1 Department of Molecular Immunology, School of Agricultural and Life Sciences, University of Tokyo, 1-1-1, Yayoi, Bunkyo-ku, Tokyo, 113-8657, Japan 2 Department of Clinical and Biological Sciences, University of Insubria, Varese, Italy 3 Laboratory for Behavioural Genetics, Brain Science Institute, RIKEN, Saitama, Japan Correspondence Takashi Onodera aonoder{at}mail.ecc.u-tokyo.ac.jp The susceptibility of prion protein gene ( Prnp )-null cells to coxsackievirus B3 (CVB3) was investigated. Primary cultures of murine Prnp -/- brain cells were more sensitive to CVBs than corresponding cells from wild-type mice. The viral susceptibility of a Prnp -null cell line (HpL3-4) derived from the murine hippocampus was compared with that of two established cell lines (HeLa and HEp-2) that are widely employed for CVB3 studies. After infection with CVB3, HpL3-4 cells showed a very rapid and complete cytopathic effect (CPE). CPE developed earlier and viruses replicated at higher titres in HpL3-4 cells compared with HeLa and HEp-2 cells.
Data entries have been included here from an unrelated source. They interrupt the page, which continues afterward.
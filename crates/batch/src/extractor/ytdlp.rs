//! yt-dlp invocation for VK Video downloads
//!
//! Builds the yt-dlp command lines for downloading, enumerating, probing and
//! format listing, and interprets their output. ffmpeg is never called here
//! directly; yt-dlp runs it as its merge/embed postprocessor.

use super::{ExtractError, MediaExtractor, MemberStream, ProbeEntry};
use crate::config::{Config, Quality};
use crate::task::{CookieSource, Task};
use async_trait::async_trait;
use serde_json::Value;
use std::io;
use std::path::{Path, PathBuf};
use std::process::{Command, Stdio};
use tokio_util::sync::CancellationToken;
use tracing::debug;

/// Marker printed by yt-dlp once the final file has been moved into place.
const ID_MARKER: &str = "vkdl-id:";
const FILE_MARKER: &str = "vkdl-file:";

/// Everything from the configuration that shapes a yt-dlp command line.
#[derive(Debug, Clone, PartialEq)]
pub struct YtDlpSettings {
    pub program: PathBuf,
    pub ffmpeg: PathBuf,
    pub output_template: String,
    pub merge_output_format: String,
    pub retries: u32,
    pub fragment_retries: u32,
    pub retry_sleep_secs: u32,
    pub embed_thumbnail: bool,
    pub embed_metadata: bool,
    pub write_description: bool,
}

impl YtDlpSettings {
    pub fn from_config(config: &Config) -> Self {
        Self {
            program: config.tools.ytdlp.clone(),
            ffmpeg: config.tools.ffmpeg.clone(),
            output_template: config.download.output_template.clone(),
            merge_output_format: config.download.merge_output_format.clone(),
            retries: config.retry.retries,
            fragment_retries: config.retry.fragment_retries,
            retry_sleep_secs: config.retry.retry_sleep_secs,
            embed_thumbnail: config.postprocess.embed_thumbnail,
            embed_metadata: config.postprocess.embed_metadata,
            write_description: config.postprocess.write_description,
        }
    }
}

impl Default for YtDlpSettings {
    fn default() -> Self {
        Self::from_config(&Config::default())
    }
}

/// What a successful download reported back.
#[derive(Debug, Clone, Default, PartialEq)]
pub struct DownloadReport {
    pub item_id: Option<String>,
    pub output_path: Option<PathBuf>,
}

/// Map a quality level to a yt-dlp format selector.
pub fn format_selector(quality: Quality) -> String {
    match quality {
        Quality::Best => "bestvideo+bestaudio/best".to_string(),
        Quality::Worst => "worstvideo+worstaudio/worst".to_string(),
        other => match other.max_height() {
            Some(h) => format!(
                "bestvideo[height<={h}]+bestaudio/best[height<={h}]/best",
                h = h
            ),
            None => "bestvideo+bestaudio/best".to_string(),
        },
    }
}

fn base_command(settings: &YtDlpSettings) -> Command {
    let mut cmd = Command::new(&settings.program);
    // user-level yt-dlp config must not alter the option bundle
    cmd.arg("--ignore-config");
    cmd
}

fn push_cookie_args(cmd: &mut Command, cookies: &CookieSource) {
    match cookies {
        CookieSource::None => {}
        CookieSource::Browser(browser) => {
            cmd.arg("--cookies-from-browser").arg(browser.as_str());
        }
        CookieSource::File(path) => {
            cmd.arg("--cookies").arg(path);
        }
    }
}

/// Build the yt-dlp command that downloads a single task.
///
/// The command prints the resolved item id and the final file path on
/// stdout, prefixed with markers that [`parse_download_output`] understands.
pub fn build_download_command(settings: &YtDlpSettings, task: &Task) -> Command {
    let mut cmd = base_command(settings);

    cmd.arg("--no-progress").arg("--newline");
    cmd.arg("--no-playlist");

    cmd.arg("-f").arg(format_selector(task.quality));
    cmd.arg("--merge-output-format")
        .arg(&settings.merge_output_format);
    cmd.arg("-o")
        .arg(task.output_dir.join(&settings.output_template));

    cmd.arg("--retries").arg(settings.retries.to_string());
    cmd.arg("--fragment-retries")
        .arg(settings.fragment_retries.to_string());
    cmd.arg("--retry-sleep")
        .arg(format!("http:{}", settings.retry_sleep_secs));

    push_cookie_args(&mut cmd, &task.cookie_source);

    if let Some(rate) = &task.rate_limit {
        cmd.arg("--limit-rate").arg(rate);
    }

    if settings.embed_thumbnail {
        cmd.arg("--embed-thumbnail");
    }
    if settings.embed_metadata {
        cmd.arg("--embed-metadata");
    }
    if settings.write_description {
        cmd.arg("--write-description");
    }

    if settings.ffmpeg != Path::new("ffmpeg") {
        cmd.arg("--ffmpeg-location").arg(&settings.ffmpeg);
    }

    // --print implies --simulate
    cmd.arg("--no-simulate");
    cmd.arg("--print")
        .arg(format!("after_move:{}%(id)s", ID_MARKER));
    cmd.arg("--print")
        .arg(format!("after_move:{}%(filepath)s", FILE_MARKER));

    cmd.arg("--").arg(&task.source_url);
    cmd
}

/// Build the command that lists the member URLs of a channel or playlist.
pub fn build_enumerate_command(
    settings: &YtDlpSettings,
    container_url: &str,
    cookies: &CookieSource,
) -> Command {
    let mut cmd = base_command(settings);
    cmd.arg("--flat-playlist");
    cmd.arg("--print").arg("url");
    push_cookie_args(&mut cmd, cookies);
    cmd.arg("--").arg(container_url);
    cmd
}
Under a semi-solid medium, plaques developed rapidly in CVB3-infected HpL3-4 cells. To confirm the effect of Prnp on virus infection, a Prnp -/- cell line and a Prnp -transfected neuronal cell line were analysed. The replication and release of infectious particles of CVB3 in Prnp -/- cells were significantly more effective than those of the Prnp -transfected cell line. Levels of type I interferon (IFN) after CVB3 infection were higher in the Prnp -transfected cell line than in Prnp -/- cells, whereas apoptotic cells were more obvious in the Prnp -/- cells than in those of the Prnp -transfected cell line. These findings suggest that the absence of Prnp retards the induction of CVB3-induced IFNs, resulting in an enhanced CVB3 production and apoptotic cell death. Furthermore, our data indicate that the HpL3-4 cell line may provide a novel and sensitive system for isolation of CVB3 from clinical specimens.